Le passage à l’acte suicidaire intervient au bout d’un processus (« boule de neige »), après l’accumulation de souffrances et de moyens inadéquats pour y faire face (alcoolisation, consommation de toxiques, isolement,…). Un événement dit « précipitant » peut déclencher le passage à l’acte.
=> Il est fondamental de demander de l’aide précocement face à la souffrance psychique.
=> Il est fondamental de ne pas disposer de matériel potentiellement létal (ne pas accumuler de médicaments : rapporter à la pharmacie les médicaments non utilisés ; veiller à ce que le patient à risque suicidaire n’ait pas de corde, d’arme à feu etc. à disposition). L’idée selon laquelle la personne suicidaire trouvera toujours un moyen pour se suicider est fausse. Le suicide se produit le plus souvent impulsivement lorsque tous les moyens sont déjà réunis pour passer à l’acte. Ne pas avoir les moyens matériels de se suicider permet de gagner du temps pour traiter le désespoir.
• Tout patient potentiellement suicidaire doit disposer d’un plan écrit précis, en plusieurs étapes, à suivre si les idées suicidaire surviennent. Voici le plan à suivre en cas d’idées suicidaires et, en italique, ce qui doit être préparé en amont :
- Parler à des personnes proches (NB : parler de suicide à une personne qui va mal ne peut absolument pas provoquer le suicide ; au contraire, cet espace de parole est très efficace pour soulager le patient). Préalablement : avoir prévu quelles personnes contacter, avoir obtenu leur accord et disposer de leur numéro de téléphone facilement.
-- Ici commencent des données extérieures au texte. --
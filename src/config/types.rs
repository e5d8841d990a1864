use serde::Deserialize;

/// Main configuration structure for a payerscope run
#[derive(Debug, Clone, Deserialize)]
pub struct Config {
    pub crawler: CrawlerConfig,
    #[serde(rename = "user-agent")]
    pub user_agent: UserAgentConfig,
    pub fetcher: FetcherConfig,
    #[serde(default)]
    pub extraction: ExtractionConfig,
    #[serde(default)]
    pub filter: FilterConfig,
    pub output: OutputConfig,
    #[serde(default)]
    pub payer: Vec<PayerProfile>,
    #[serde(default)]
    pub patterns: PatternConfig,
    #[serde(default)]
    pub backend: Option<BackendConfig>,
}

impl Config {
    /// Returns the run's domain allow-list: every payer's domain plus a
    /// wildcard for its subdomains.
    pub fn allowed_domains(&self) -> Vec<String> {
        let mut allowed = Vec::with_capacity(self.payer.len() * 2);
        for payer in &self.payer {
            allowed.push(payer.domain.clone());
            allowed.push(format!("*.{}", payer.domain));
        }
        allowed
    }
}

/// Crawler behavior configuration
#[derive(Debug, Clone, Deserialize)]
pub struct CrawlerConfig {
    /// Maximum BFS depth from seed URLs
    #[serde(rename = "max-depth")]
    pub max_depth: u32,

    /// Global page-visit budget per payer; discovery stops when either the
    /// frontier empties or this budget is exhausted
    #[serde(rename = "page-visit-budget")]
    pub page_visit_budget: u32,

    /// Maximum number of concurrent document fetch/extract workers
    #[serde(rename = "max-concurrent-documents")]
    pub max_concurrent_documents: u32,

    /// Minimum time between requests to the same domain (milliseconds)
    #[serde(rename = "min-request-interval")]
    pub min_request_interval: u64,

    /// Maximum number of page visits per domain
    #[serde(rename = "max-domain-requests")]
    pub max_domain_requests: u32,

    /// Per-request timeout for page fetches (seconds)
    #[serde(rename = "request-timeout", default = "default_request_timeout")]
    pub request_timeout: u64,

    /// File extensions treated as document candidates
    #[serde(rename = "document-extensions", default = "default_document_extensions")]
    pub document_extensions: Vec<String>,

    /// Anchor-text vocabulary that marks a link as a document candidate
    /// even without a document extension
    #[serde(rename = "anchor-vocabulary", default = "default_anchor_vocabulary")]
    pub anchor_vocabulary: Vec<String>,
}

fn default_request_timeout() -> u64 {
    30
}

fn default_document_extensions() -> Vec<String> {
    ["pdf", "doc", "docx", "xls", "xlsx"]
        .iter()
        .map(|s| s.to_string())
        .collect()
}

fn default_anchor_vocabulary() -> Vec<String> {
    [
        "manual",
        "guide",
        "prior auth",
        "authorization",
        "timely filing",
        "filing",
        "appeals",
        "provider",
        "policy",
        "billing",
        "reimbursement",
    ]
    .iter()
    .map(|s| s.to_string())
    .collect()
}

/// User agent identification configuration
#[derive(Debug, Clone, Deserialize)]
pub struct UserAgentConfig {
    #[serde(rename = "crawler-name")]
    pub crawler_name: String,

    #[serde(rename = "crawler-version")]
    pub crawler_version: String,

    #[serde(rename = "contact-url")]
    pub contact_url: String,

    #[serde(rename = "contact-email")]
    pub contact_email: String,
}

impl UserAgentConfig {
    /// Formats the full user-agent string sent with every request
    pub fn agent_string(&self) -> String {
        format!(
            "{}/{} (+{}; {})",
            self.crawler_name, self.crawler_version, self.contact_url, self.contact_email
        )
    }
}

/// Document fetcher configuration
#[derive(Debug, Clone, Deserialize)]
pub struct FetcherConfig {
    /// Size ceiling for a single document; oversized downloads are
    /// rejected, never truncated
    #[serde(rename = "max-document-bytes")]
    pub max_document_bytes: u64,

    /// Downloads smaller than this are rejected as error pages or stubs
    #[serde(rename = "min-document-bytes", default = "default_min_document_bytes")]
    pub min_document_bytes: u64,

    /// Content-type prefixes accepted for documents
    #[serde(rename = "allowed-content-types", default = "default_content_types")]
    pub allowed_content_types: Vec<String>,

    /// Per-download timeout (seconds)
    #[serde(rename = "download-timeout", default = "default_download_timeout")]
    pub download_timeout: u64,
}

fn default_min_document_bytes() -> u64 {
    1000
}

fn default_content_types() -> Vec<String> {
    [
        "application/pdf",
        "application/octet-stream",
        "text/html",
        "application/msword",
    ]
    .iter()
    .map(|s| s.to_string())
    .collect()
}

fn default_download_timeout() -> u64 {
    60
}

/// Content extraction configuration
#[derive(Debug, Clone, Deserialize)]
pub struct ExtractionConfig {
    /// Documents whose total extracted character count falls below this
    /// threshold are flagged unreadable (scanned or image-only)
    #[serde(rename = "min-document-chars", default = "default_min_document_chars")]
    pub min_document_chars: usize,

    /// Confidence ceiling applied to rules extracted from fallback-engine text
    #[serde(
        rename = "fallback-confidence-cap",
        default = "default_fallback_confidence_cap"
    )]
    pub fallback_confidence_cap: f64,

    /// Per-document extraction timeout (seconds)
    #[serde(rename = "extraction-timeout", default = "default_extraction_timeout")]
    pub extraction_timeout: u64,
}

impl Default for ExtractionConfig {
    fn default() -> Self {
        Self {
            min_document_chars: default_min_document_chars(),
            fallback_confidence_cap: default_fallback_confidence_cap(),
            extraction_timeout: default_extraction_timeout(),
        }
    }
}

fn default_extraction_timeout() -> u64 {
    60
}

fn default_min_document_chars() -> usize {
    500
}

fn default_fallback_confidence_cap() -> f64 {
    0.75
}

/// Quality filter configuration
#[derive(Debug, Clone, Deserialize)]
pub struct FilterConfig {
    /// Rules scoring below this floor are dropped
    #[serde(rename = "confidence-floor", default = "default_confidence_floor")]
    pub confidence_floor: f64,

    /// Token-overlap similarity above which a match is considered
    /// boilerplate and dropped
    #[serde(
        rename = "similarity-threshold",
        default = "default_similarity_threshold"
    )]
    pub similarity_threshold: f64,

    /// Boilerplate signatures compared against candidate rule text
    #[serde(
        rename = "boilerplate-signatures",
        default = "default_boilerplate_signatures"
    )]
    pub boilerplate_signatures: Vec<String>,

    /// URL substrings that mark a discovered document as low-value
    #[serde(
        rename = "low-value-url-patterns",
        default = "default_low_value_url_patterns"
    )]
    pub low_value_url_patterns: Vec<String>,
}

impl Default for FilterConfig {
    fn default() -> Self {
        Self {
            confidence_floor: default_confidence_floor(),
            similarity_threshold: default_similarity_threshold(),
            boilerplate_signatures: default_boilerplate_signatures(),
            low_value_url_patterns: default_low_value_url_patterns(),
        }
    }
}

fn default_confidence_floor() -> f64 {
    0.2
}

fn default_similarity_threshold() -> f64 {
    0.8
}

fn default_boilerplate_signatures() -> Vec<String> {
    [
        "this privacy policy describes how we collect use and share your personal information",
        "we use cookies and similar technologies to improve your browsing experience",
        "by using this website you agree to our terms of use and conditions",
        "sign up for our newsletter to receive the latest news and special offers",
        "all rights reserved this material may not be reproduced without permission",
        "lorem ipsum dolor sit amet consectetur adipiscing elit",
        "this page intentionally left blank",
        "draft not for distribution",
    ]
    .iter()
    .map(|s| s.to_string())
    .collect()
}

fn default_low_value_url_patterns() -> Vec<String> {
    [
        "privacy-policy",
        "privacy_policy",
        "terms-of-use",
        "terms_of_use",
        "legal-notice",
        "marketing",
        "brochure",
        "newsletter",
        "press-release",
        "annual-report",
        "financial-report",
        "sample",
        "template",
    ]
    .iter()
    .map(|s| s.to_string())
    .collect()
}

/// Output configuration
#[derive(Debug, Clone, Deserialize)]
pub struct OutputConfig {
    /// Path to the SQLite sink database
    #[serde(rename = "database-path")]
    pub database_path: String,
}

/// A payer portal to crawl
///
/// Immutable per run; the orchestrator never mutates profiles.
#[derive(Debug, Clone, Deserialize)]
pub struct PayerProfile {
    /// Payer display name ("United Healthcare")
    pub name: String,

    /// Root domain; the allow-list covers this domain and its subdomains
    pub domain: String,

    /// Known or guessed provider-portal URL, used as the crawl seed
    #[serde(rename = "portal-url")]
    pub portal_url: String,

    /// Crawl priority tier; lower tiers are crawled first
    #[serde(default)]
    pub priority: u8,

    /// Per-domain override of the minimum inter-request interval (ms)
    #[serde(rename = "rate-limit-override")]
    pub rate_limit_override: Option<u64>,

    /// Additional seed URLs beyond the portal root
    #[serde(default)]
    pub seeds: Vec<String>,
}

impl PayerProfile {
    /// All seed URLs for this payer: the portal URL plus extras
    pub fn seed_urls(&self) -> Vec<String> {
        let mut seeds = vec![self.portal_url.clone()];
        seeds.extend(self.seeds.iter().cloned());
        seeds
    }
}

/// Rule-type pattern lists, represented as data so adding a rule type is a
/// configuration change validated at load time
#[derive(Debug, Clone, Deserialize)]
pub struct PatternConfig {
    #[serde(
        rename = "prior-authorization",
        default = "default_prior_auth_patterns"
    )]
    pub prior_authorization: Vec<String>,

    #[serde(rename = "timely-filing", default = "default_timely_filing_patterns")]
    pub timely_filing: Vec<String>,

    #[serde(default = "default_appeals_patterns")]
    pub appeals: Vec<String>,

    #[serde(default = "default_claims_patterns")]
    pub claims: Vec<String>,
}

impl Default for PatternConfig {
    fn default() -> Self {
        Self {
            prior_authorization: default_prior_auth_patterns(),
            timely_filing: default_timely_filing_patterns(),
            appeals: default_appeals_patterns(),
            claims: default_claims_patterns(),
        }
    }
}

fn default_prior_auth_patterns() -> Vec<String> {
    [
        r"prior[ -]?authorization",
        r"pre-?authorization",
        r"authorization (?:is )?required",
        r"must obtain (?:prior )?approval",
        r"medical necessity review",
    ]
    .iter()
    .map(|s| s.to_string())
    .collect()
}

fn default_timely_filing_patterns() -> Vec<String> {
    [
        r"timely filing",
        r"filing deadline",
        r"claims? must be (?:submitted|received|filed) within",
        r"submission deadline",
        r"filing limit",
    ]
    .iter()
    .map(|s| s.to_string())
    .collect()
}

fn default_appeals_patterns() -> Vec<String> {
    [
        r"appeals? process",
        r"appeal within",
        r"grievance procedure",
        r"dispute resolution",
        r"reconsideration request",
    ]
    .iter()
    .map(|s| s.to_string())
    .collect()
}

fn default_claims_patterns() -> Vec<String> {
    [
        r"claims? submission",
        r"clean claims?",
        r"billing guidelines",
        r"reimbursement polic(?:y|ies)",
        r"claims? processing",
    ]
    .iter()
    .map(|s| s.to_string())
    .collect()
}

/// Optional high-accuracy document-understanding backend
#[derive(Debug, Clone, Deserialize)]
pub struct BackendConfig {
    /// Base endpoint of the analysis service
    pub endpoint: String,

    /// API key sent as a bearer token
    #[serde(rename = "api-key")]
    pub api_key: String,
}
- Activités pour se calmer et se réconforter :
- Commencer par jouer au Tétris (ou selon les préférences au « Jeu du solitaire », au Majong). Cela permet de se recentrer, de diminuer l’impulsivité et d’ouvrir ensuite une disponibilité à des activités réconfortantes. (Préalablement : avoir développé cette pratique.)
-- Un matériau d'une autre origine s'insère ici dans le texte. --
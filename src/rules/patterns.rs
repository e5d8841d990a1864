use crate::config::PatternConfig;
use crate::rules::types::RuleType;
use crate::{ConfigError, ConfigResult};
use regex::{Regex, RegexBuilder};

/// Compiled rule patterns, grouped by rule type
///
/// Compiled once at startup from [`PatternConfig`]; a pattern that fails to
/// compile aborts the run before any network activity. All patterns match
/// case-insensitively.
#[derive(Debug)]
pub struct PatternLibrary {
    groups: Vec<(RuleType, Vec<Regex>)>,
}

impl PatternLibrary {
    pub fn compile(config: &PatternConfig) -> ConfigResult<Self> {
        let sources = [
            (RuleType::PriorAuthorization, &config.prior_authorization),
            (RuleType::TimelyFiling, &config.timely_filing),
            (RuleType::Appeals, &config.appeals),
            (RuleType::Claims, &config.claims),
        ];

        let mut groups = Vec::with_capacity(sources.len());
        for (rule_type, patterns) in sources {
            let mut compiled = Vec::with_capacity(patterns.len());
            for pattern in patterns {
                let regex = RegexBuilder::new(pattern)
                    .case_insensitive(true)
                    .build()
                    .map_err(|e| ConfigError::InvalidPattern {
                        rule_type: rule_type.as_str().to_string(),
                        message: format!("{}: {}", pattern, e),
                    })?;
                compiled.push(regex);
            }
            groups.push((rule_type, compiled));
        }

        Ok(Self { groups })
    }

    pub fn groups(&self) -> impl Iterator<Item = (RuleType, &[Regex])> {
        self.groups.iter().map(|(t, rs)| (*t, rs.as_slice()))
    }

    /// Patterns for one rule type
    pub fn for_type(&self, rule_type: RuleType) -> &[Regex] {
        self.groups
            .iter()
            .find(|(t, _)| *t == rule_type)
            .map(|(_, rs)| rs.as_slice())
            .unwrap_or(&[])
    }
}

#[cfg(test)]
mod tests {
    use super::*;

    #[test]
    fn test_defaults_compile() {
        let library = PatternLibrary::compile(&PatternConfig::default()).unwrap();
        assert_eq!(library.groups().count(), 4);
        for (_, patterns) in library.groups() {
            assert!(!patterns.is_empty());
        }
    }

    #[test]
    fn test_case_insensitive() {
        let library = PatternLibrary::compile(&PatternConfig::default()).unwrap();
        let timely = library.for_type(RuleType::TimelyFiling);
        assert!(timely.iter().any(|r| r.is_match("TIMELY FILING deadline")));
    }

    #[test]
    fn test_bad_pattern_reports_rule_type() {
        let config = PatternConfig {
            appeals: vec!["(unclosed".to_string()],
            ..PatternConfig::default()
        };
        let err = PatternLibrary::compile(&config).unwrap_err();
        match err {
            ConfigError::InvalidPattern { rule_type, .. } => assert_eq!(rule_type, "appeals"),
            other => panic!("unexpected error: {:?}", other),
        }
    }
}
- Puis faire des activités comme le dessin, le coloriage, la marche, etc.
- Se rappeler que le suicide n’est pas un choix mais une conséquence de la maladie. Se redire des phrases comme celle-ci (Préalablement : avoir préparé et noté ces « phrases thérapeutiques ») :
- « Ce n’est pas moi qui veux ma mort, mais ma maladie ». Un confrère m’a rapporté qu’un de ses patients s’est remémoré cette phrase alors qu’il était allé sur une voie ferrée pour se suicider et que, grâce à cela, il a renoncé à son projet in extremis, juste avant l’arrivée du train.
- Face aux idées suicidaires, le patient ressent toujours une ambivalence, une partie de lui-même semble lui dire de passer à l’acte, une autre partielle lui dit de résister. Amplifier activement cette deuxième voix est fondamental.
- Relire plusieurs fois une liste des personnes chères et des choses que l’on aime dans la vie, même minimes (Préalablement : avoir établi cette liste).
- Prévoir un lieu où l’on se sent en sécurité et y aller (Préalablement : avoir pris tous les contacts nécessaires)
Si ces étapes ne sont pas suffisantes pour contrôler les idées suicidaires :
- Appeler le 3114 (numéro gratuit garantissant une écoute « professionnelle et confidentielle » 24h/24 et 7 jours/7, par des infirmiers et psychologues formés, depuis fin 2021). (Préalablement : être allé visiter le site du 3114.)
- Téléphoner à un soignant (Préalablement : avoir prévu quels soignants appeler et noté leurs numéros de téléphone)
- Se rendre à l’hôpital (Préalablement : avoir préparé l’adresse exacte et prévu quelle(s) personne(s) pour y être accompagné ou le numéro de téléphone de plusieurs taxis)
Toute personnes ayant été hospitalisée pour une tentative de suicide bénéficie d’un suivi par le dispositif VigilanS, gradué en fonction de la gravité de la tentative de suicide.
Toutes ces mesures permettent de soigner et même se guérir les idées suicidaires
À noter : le Lithium est de nature à diminuer, voire à faire disparaître, les idées suicidaires.